JMIR Publications

ABSTRACT

Background:

Clinical trials are an important step in introducing new interventions into clinical practice by generating data on their safety and efficacy. Clinical trials need to ensure that participants are similar to be able to attribute any findings to the interventions studied and not some other factors. Therefore, each clinical trial defines eligibility criteria, which describe characteristics that must be shared by the participants. Unfortunately, the complexities of eligibility criteria may not allow them to be translated directly into readily executable database queries. Instead, they may require careful analysis of the narrative sections of medical records. Manual screening of medical records is time consuming, thus negatively affecting the timeliness of the recruitment process.

Objective:

The Track 1 of the 2018 National NLP Clinical Challenge (n2c2) focused on the task of cohort selection for clinical trials with the aim of answering the following question: "Can natural language processing be applied to narrative medical records to identify patients who meet eligibility criteria for clinical trials?" The task required the participating systems to analyze longitudinal patient records to determine if the corresponding patients met the given eligibility criteria. This article describes a system developed to address this task.

Methods:

Our system consists of 13 classifiers, one for each eligibility criterion. All classifiers use a bag-of-words document representation model. To prevent the loss of relevant contextual information associated with such representation, a pattern matching approach is used to extract context-sensitive features. They are embedded back into the text as lexically distinguishable tokens, which will consequently be featured in the bag-of-words representation.
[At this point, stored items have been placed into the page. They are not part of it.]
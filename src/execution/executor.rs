//! Order executor
//!
//! One entry point for buys in both modes. Paper fills always succeed and
//! are recorded into the ledger at the reference price; a failed local
//! record is logged and the fill still stands. Live fills go through a
//! balance gate and the bounded retry combinator. Live position accounting
//! is the caller's job, driven by the returned confirmation.

use super::retry::{retry_with_backoff, RetryPolicy};
use super::types::{Confirmation, ExecutionError, FillStatus};
use crate::config::ExecutionMode;
use crate::exchange::ExchangeClient;
use crate::market::{MarketSnapshot, Side};
use crate::risk::PositionLedger;
use rust_decimal::Decimal;
use rust_decimal_macros::dec;
use std::sync::Arc;
use uuid::Uuid;

/// Fills below this fraction of the requested amount are flagged partial
const PARTIAL_FILL_RATIO: Decimal = dec!(0.95);

/// Executes buys in paper or live mode
pub struct OrderExecutor {
    mode: ExecutionMode,
    client: Option<Arc<dyn ExchangeClient>>,
    ledger: Arc<PositionLedger>,
    retry: RetryPolicy,
    min_balance_usd: Decimal,
}

impl OrderExecutor {
    pub fn new(
        mode: ExecutionMode,
        client: Option<Arc<dyn ExchangeClient>>,
        ledger: Arc<PositionLedger>,
        min_balance_usd: Decimal,
    ) -> Self {
        Self {
            mode,
            client,
            ledger,
            retry: RetryPolicy::default(),
            min_balance_usd,
        }
    }

    pub fn with_retry(mut self, retry: RetryPolicy) -> Self {
        self.retry = retry;
        self
    }

    pub fn mode(&self) -> ExecutionMode {
        self.mode
    }

    /// Buy `amount_usd` of `token_id` on `side` of `market`.
    ///
    /// `reference_price` is the price the fill is accounted at, normally
    /// the side's price from the snapshot that produced the edge.
    pub async fn execute_buy(
        &self,
        token_id: &str,
        amount_usd: Decimal,
        side: Side,
        market: &MarketSnapshot,
        reference_price: Decimal,
    ) -> Result<Confirmation, ExecutionError> {
        match self.mode {
            ExecutionMode::Paper => Ok(self.paper_buy(amount_usd, side, market, reference_price)),
            ExecutionMode::Live => {
                self.live_buy(token_id, amount_usd, side, market, reference_price)
                    .await
            }
        }
    }

    /// Log the collateral balance once at startup. Failures warn and never
    /// block startup; the per-trade balance gate stays authoritative.
    pub async fn log_startup_balance(&self) {
        if self.mode != ExecutionMode::Live {
            return;
        }
        let Some(client) = &self.client else {
            tracing::warn!("Live mode with no exchange client configured");
            return;
        };
        match client.balance().await {
            Ok(balance) if balance < self.min_balance_usd => tracing::warn!(
                balance_usd = %balance,
                minimum_usd = %self.min_balance_usd,
                "Wallet balance below configured minimum"
            ),
            Ok(balance) => tracing::info!(balance_usd = %balance, "Wallet balance"),
            Err(e) => tracing::warn!(error = %e, "Startup balance check failed"),
        }
    }

    fn paper_buy(
        &self,
        amount_usd: Decimal,
        side: Side,
        market: &MarketSnapshot,
        reference_price: Decimal,
    ) -> Confirmation {
        tracing::info!(
            market_id = %market.id,
            side = %side,
            amount_usd = %amount_usd,
            price = %reference_price,
            "Paper fill, no order sent"
        );

        let shares = if reference_price > Decimal::ZERO {
            amount_usd / reference_price
        } else {
            Decimal::ZERO
        };

        if let Err(e) = self
            .ledger
            .open_position(&market.id, side, shares, reference_price)
        {
            tracing::warn!(
                market_id = %market.id,
                error = %e,
                "Local position record failed"
            );
        }

        Confirmation {
            order_id: Uuid::new_v4(),
            market_id: market.id.clone(),
            side,
            requested_usd: amount_usd,
            filled_usd: amount_usd,
            fill_status: FillStatus::Full,
            tx_hash: None,
            simulated: true,
            price: reference_price,
        }
    }

    async fn live_buy(
        &self,
        token_id: &str,
        amount_usd: Decimal,
        side: Side,
        market: &MarketSnapshot,
        reference_price: Decimal,
    ) -> Result<Confirmation, ExecutionError> {
        if amount_usd <= Decimal::ZERO {
            return Err(ExecutionError::NonPositiveAmount(amount_usd));
        }

        let client = self.client.as_ref().ok_or(ExecutionError::MissingClient)?;

        // Fail closed: an unanswerable balance query spends nothing
        let balance = match client.balance().await {
            Ok(balance) => balance,
            Err(e) => {
                tracing::error!(error = %e, "Balance check failed, treating as zero");
                Decimal::ZERO
            }
        };
        if balance < self.min_balance_usd {
            return Err(ExecutionError::InsufficientBalance {
                balance,
                minimum: self.min_balance_usd,
            });
        }

        let submit_client = Arc::clone(client);
        let token = token_id.to_string();
        let result = retry_with_backoff(&self.retry, "order submission", move || {
            let client = Arc::clone(&submit_client);
            let token = token.clone();
            async move {
                let order = client.create_market_buy(&token, amount_usd).await?;
                client.post_order(&order).await
            }
        })
        .await;

        let response = match result {
            Ok(response) => response,
            Err(exhausted) => {
                tracing::error!(
                    market_id = %market.id,
                    side = %side,
                    attempts = exhausted.attempts,
                    error = %exhausted.last_error,
                    "Order submission failed"
                );
                return Err(ExecutionError::SubmissionFailed {
                    attempts: exhausted.attempts,
                    cause: exhausted.last_error,
                });
            }
        };

        let filled_usd = response.filled_amount.unwrap_or(amount_usd);
        let fill_status = if filled_usd < amount_usd * PARTIAL_FILL_RATIO {
            tracing::warn!(
                market_id = %market.id,
                requested_usd = %amount_usd,
                filled_usd = %filled_usd,
                "Partial fill"
            );
            FillStatus::Partial
        } else {
            FillStatus::Full
        };

        tracing::info!(
            market_id = %market.id,
            side = %side,
            filled_usd = %filled_usd,
            tx_hash = ?response.tx_hash,
            "Order filled"
        );

        Ok(Confirmation {
            order_id: Uuid::new_v4(),
            market_id: market.id.clone(),
            side,
            requested_usd: amount_usd,
            filled_usd,
            fill_status,
            tx_hash: response.tx_hash,
            simulated: false,
            price: reference_price,
        })
    }
}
Supervised machine learning was chosen wherever a sufficient number of both positive and negative instances were available to learn from. A rule–based approach focusing on a small set of relevant features was chosen for the remaining criteria.

Results:

The system was evaluated using micro-averaged F–measure. Four machine algorithms, including support vector machine, logistic regression, naïve Bayesian classifier and gradient tree boosting, were evaluated on the training data using 10–fold cross-validation. Overall, gradient tree boosting demonstrated the most consistent performance. Its performance peaked when oversampling was used to balance the training data. Final evaluation was performed on previously unseen test data. On average, the F-measure of 89.04% was comparable to three of the top ranked performances in the shared task (91.11%, 90.28% and 90.21%). With F-measure of 88.14%, we significantly outperformed these systems (81.03%, 78.50% and 70.81%) in identifying patients with advanced coronary artery disease.

Conclusions:

The holdout evaluation provides evidence that our system was able to identify eligible patients for the given clinical trial with high accuracy. Our approach demonstrates how rule-based knowledge infusion can improve the performance of machine learning algorithms even when trained on a relatively small dataset.